Records from a collection
####################
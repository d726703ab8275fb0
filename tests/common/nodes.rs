//! Instrumented nodes for integration tests

use serde_json::json;
use slotflow::data::SlotInfo;
use slotflow::error::{EngineError, Result};
use slotflow::iteration::{IterationSettings, IterationStrategy};
use slotflow::node::{GraphNode, ParameterDescriptor, ParameterHolder, ParameterKind, StepContext};
use parking_lot::Mutex;
use std::collections::BTreeMap;
use std::sync::atomic::{AtomicUsize, Ordering};
use std::sync::Arc;
use std::time::{Duration, Instant};

pub const COUNTING_TYPE: &str = "test:counting";

#[derive(Debug, Clone, Copy, PartialEq, Eq)]
pub enum Behavior {
    Forward,
    Fail,
    Panic,
    /// Panics when asked for its iteration strategy
    BrokenStrategy,
}

/// When one step of a node ran
#[derive(Debug, Clone)]
pub struct Span {
    pub label: String,
    pub start: Instant,
    pub end: Instant,
}

/// Step spans shared by every node of a test graph
pub type Timeline = Arc<Mutex<Vec<Span>>>;

pub fn timeline() -> Timeline {
    Arc::new(Mutex::new(Vec::new()))
}

/// Spans recorded under `label`, in completion order
pub fn spans(timeline: &Timeline, label: &str) -> Vec<Span> {
    timeline
        .lock()
        .iter()
        .filter(|span| span.label == label)
        .cloned()
        .collect()
}

/// Forwards its single input row, counting every step it runs.
///
/// The `tag` parameter only feeds the cache key.
#[derive(Debug, Clone)]
pub struct CountingNode {
    tag: String,
    behavior: Behavior,
    delay: Duration,
    parallel: bool,
    timeline: Option<(String, Timeline)>,
    runs: Arc<AtomicUsize>,
}

impl CountingNode {
    pub fn new(runs: Arc<AtomicUsize>) -> Self {
        Self {
            tag: String::new(),
            behavior: Behavior::Forward,
            delay: Duration::ZERO,
            parallel: false,
            timeline: None,
            runs,
        }
    }

    pub fn failing(runs: Arc<AtomicUsize>) -> Self {
        Self {
            behavior: Behavior::Fail,
            ..Self::new(runs)
        }
    }

    pub fn panicking(runs: Arc<AtomicUsize>) -> Self {
        Self {
            behavior: Behavior::Panic,
            ..Self::new(runs)
        }
    }

    pub fn slow(runs: Arc<AtomicUsize>, delay: Duration) -> Self {
        Self {
            delay,
            ..Self::new(runs)
        }
    }

    pub fn broken_strategy(runs: Arc<AtomicUsize>) -> Self {
        Self {
            behavior: Behavior::BrokenStrategy,
            ..Self::new(runs)
        }
    }

    pub fn parallel(mut self) -> Self {
        self.parallel = true;
        self
    }

    pub fn with_delay(mut self, delay: Duration) -> Self {
        self.delay = delay;
        self
    }

    /// Record a span per step under `label`
    pub fn with_timeline(mut self, label: impl Into<String>, timeline: Timeline) -> Self {
        self.timeline = Some((label.into(), timeline));
        self
    }
}

impl ParameterHolder for CountingNode {
    fn list_parameters(&self) -> BTreeMap<String, ParameterDescriptor> {
        let descriptor = ParameterDescriptor::new("tag", "Tag", ParameterKind::Text, json!(""));
        BTreeMap::from([(descriptor.key.clone(), descriptor)])
    }

    fn get_parameter(&self, key: &str) -> Option<serde_json::Value> {
        (key == "tag").then(|| json!(self.tag))
    }

    fn set_parameter(&mut self, key: &str, value: serde_json::Value) -> Result<()> {
        match (key, value) {
            ("tag", serde_json::Value::String(tag)) => {
                self.tag = tag;
                Ok(())
            }
            (key, _) => Err(EngineError::parameter(key, "unsupported")),
        }
    }
}

impl GraphNode for CountingNode {
    fn node_type(&self) -> &str {
        COUNTING_TYPE
    }

    fn input_slots(&self) -> Vec<SlotInfo> {
        vec![SlotInfo::new("input", "any")]
    }

    fn output_slots(&self) -> Vec<SlotInfo> {
        vec![SlotInfo::new("output", "any")]
    }

    fn iteration_strategy(&self) -> IterationStrategy {
        if self.behavior == Behavior::BrokenStrategy {
            panic!("strategy table corrupted");
        }
        IterationStrategy::SingleRow(IterationSettings::default())
    }

    fn supports_parallelization(&self) -> bool {
        self.parallel
    }

    fn run(&self, ctx: &mut StepContext<'_>) -> anyhow::Result<()> {
        self.runs.fetch_add(1, Ordering::SeqCst);
        let start = Instant::now();
        if !self.delay.is_zero() {
            std::thread::sleep(self.delay);
        }
        if let Some((label, timeline)) = &self.timeline {
            timeline.lock().push(Span {
                label: label.clone(),
                start,
                end: Instant::now(),
            });
        }
        match self.behavior {
            Behavior::Forward | Behavior::BrokenStrategy => {
                let item = ctx.single_input("input")?.item.clone();
                ctx.add_output("output", item)?;
                Ok(())
            }
            Behavior::Fail => anyhow::bail!("forced failure at step {}", ctx.step_index()),
            Behavior::Panic => panic!("forced panic"),
        }
    }

    fn duplicate(&self) -> Box<dyn GraphNode> {
        Box::new(self.clone())
    }
}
####################
• [Your goal]:
The data must be output in full, exactly as given.

• [Output below]:
repository d726703ab8275fb0
filename tests/common/nodes.rs
//! Instrumented nodes for integration tests

use serde_json::json;
use slotflow::data::SlotInfo;
use slotflow::error::{EngineError, Result};
use slotflow::iteration::{IterationSettings, IterationStrategy};
use slotflow::node::{GraphNode, ParameterDescriptor, ParameterHolder, ParameterKind, StepContext};
use parking_lot::Mutex;
use std::collections::BTreeMap;
use std::sync::atomic::{AtomicUsize, Ordering};
use std::sync::Arc;
use std::time::{Duration, Instant};

pub const COUNTING_TYPE: &str = "test:counting";

#[derive(Debug, Clone, Copy, PartialEq, Eq)]
pub enum Behavior {
    Forward,
    Fail,
    Panic,
    /// Panics when asked for its iteration strategy
    BrokenStrategy,
}

/// When one step of a node ran
#[derive(Debug, Clone)]
pub struct Span {
    pub label: String,
    pub start: Instant,
    pub end: Instant,
}

/// Step spans shared by every node of a test graph
pub type Timeline = Arc<Mutex<Vec<Span>>>;

pub fn timeline() -> Timeline {
    Arc::new(Mutex::new(Vec::new()))
}

/// Spans recorded under `label`, in completion order
pub fn spans(timeline: &Timeline, label: &str) -> Vec<Span> {
    timeline
        .lock()
        .iter()
        .filter(|span| span.label == label)
        .cloned()
        .collect()
}

/// Forwards its single input row, counting every step it runs.
///
/// The `tag` parameter only feeds the cache key.
#[derive(Debug, Clone)]
pub struct CountingNode {
    tag: String,
    behavior: Behavior,
    delay: Duration,
    parallel: bool,
    timeline: Option<(String, Timeline)>,
    runs: Arc<AtomicUsize>,
}

impl CountingNode {
    pub fn new(runs: Arc<AtomicUsize>) -> Self {
        Self {
            tag: String::new(),
            behavior: Behavior::Forward,
            delay: Duration::ZERO,
            parallel: false,
            timeline: None,
            runs,
        }
    }

    pub fn failing(runs: Arc<AtomicUsize>) -> Self {
        Self {
            behavior: Behavior::Fail,
            ..Self::new(runs)
        }
    }

    pub fn panicking(runs: Arc<AtomicUsize>) -> Self {
        Self {
            behavior: Behavior::Panic,
            ..Self::new(runs)
        }
    }

    pub fn slow(runs: Arc<AtomicUsize>, delay: Duration) -> Self {
        Self {
            delay,
            ..Self::new(runs)
        }
    }

    pub fn broken_strategy(runs: Arc<AtomicUsize>) -> Self {
        Self {
            behavior: Behavior::BrokenStrategy,
            ..Self::new(runs)
        }
    }

    pub fn parallel(mut self) -> Self {
        self.parallel = true;
        self
    }

    pub fn with_delay(mut self, delay: Duration) -> Self {
        self.delay = delay;
        self
    }

    /// Record a span per step under `label`
    pub fn with_timeline(mut self, label: impl Into<String>, timeline: Timeline) -> Self {
        self.timeline = Some((label.into(), timeline));
        self
    }
}

impl ParameterHolder for CountingNode {
    fn list_parameters(&self) -> BTreeMap<String, ParameterDescriptor> {
        let descriptor = ParameterDescriptor::new("tag", "Tag", ParameterKind::Text, json!(""));
        BTreeMap::from([(descriptor.key.clone(), descriptor)])
    }

    fn get_parameter(&self, key: &str) -> Option<serde_json::Value> {
        (key == "tag").then(|| json!(self.tag))
    }

    fn set_parameter(&mut self, key: &str, value: serde_json::Value) -> Result<()> {
        match (key, value) {
            ("tag", serde_json::Value::String(tag)) => {
                self.tag = tag;
                Ok(())
            }
            (key, _) => Err(EngineError::parameter(key, "unsupported")),
        }
    }
}

impl GraphNode for CountingNode {
    fn node_type(&self) -> &str {
        COUNTING_TYPE
    }

    fn input_slots(&self) -> Vec<SlotInfo> {
        vec![SlotInfo::new("input", "any")]
    }

    fn output_slots(&self) -> Vec<SlotInfo> {
        vec![SlotInfo::new("output", "any")]
    }

    fn iteration_strategy(&self) -> IterationStrategy {
        if self.behavior == Behavior::BrokenStrategy {
            panic!("strategy table corrupted");
        }
        IterationStrategy::SingleRow(IterationSettings::default())
    }

    fn supports_parallelization(&self) -> bool {
        self.parallel
    }

    fn run(&self, ctx: &mut StepContext<'_>) -> anyhow::Result<()> {
        self.runs.fetch_add(1, Ordering::SeqCst);
        let start = Instant::now();
        if !self.delay.is_zero() {
            std::thread::sleep(self.delay);
        }
        if let Some((label, timeline)) = &self.timeline {
            timeline.lock().push(Span {
                label: label.clone(),
                start,
                end: Instant::now(),
            });
        }
        match self.behavior {
            Behavior::Forward | Behavior::BrokenStrategy => {
                let item = ctx.single_input("input")?.item.clone();
                ctx.add_output("output", item)?;
                Ok(())
            }
            Behavior::Fail => anyhow::bail!("forced failure at step {}", ctx.step_index()),
            Behavior::Panic => panic!("forced panic"),
        }
    }

    fn duplicate(&self) -> Box<dyn GraphNode> {
        Box::new(self.clone())
    }
}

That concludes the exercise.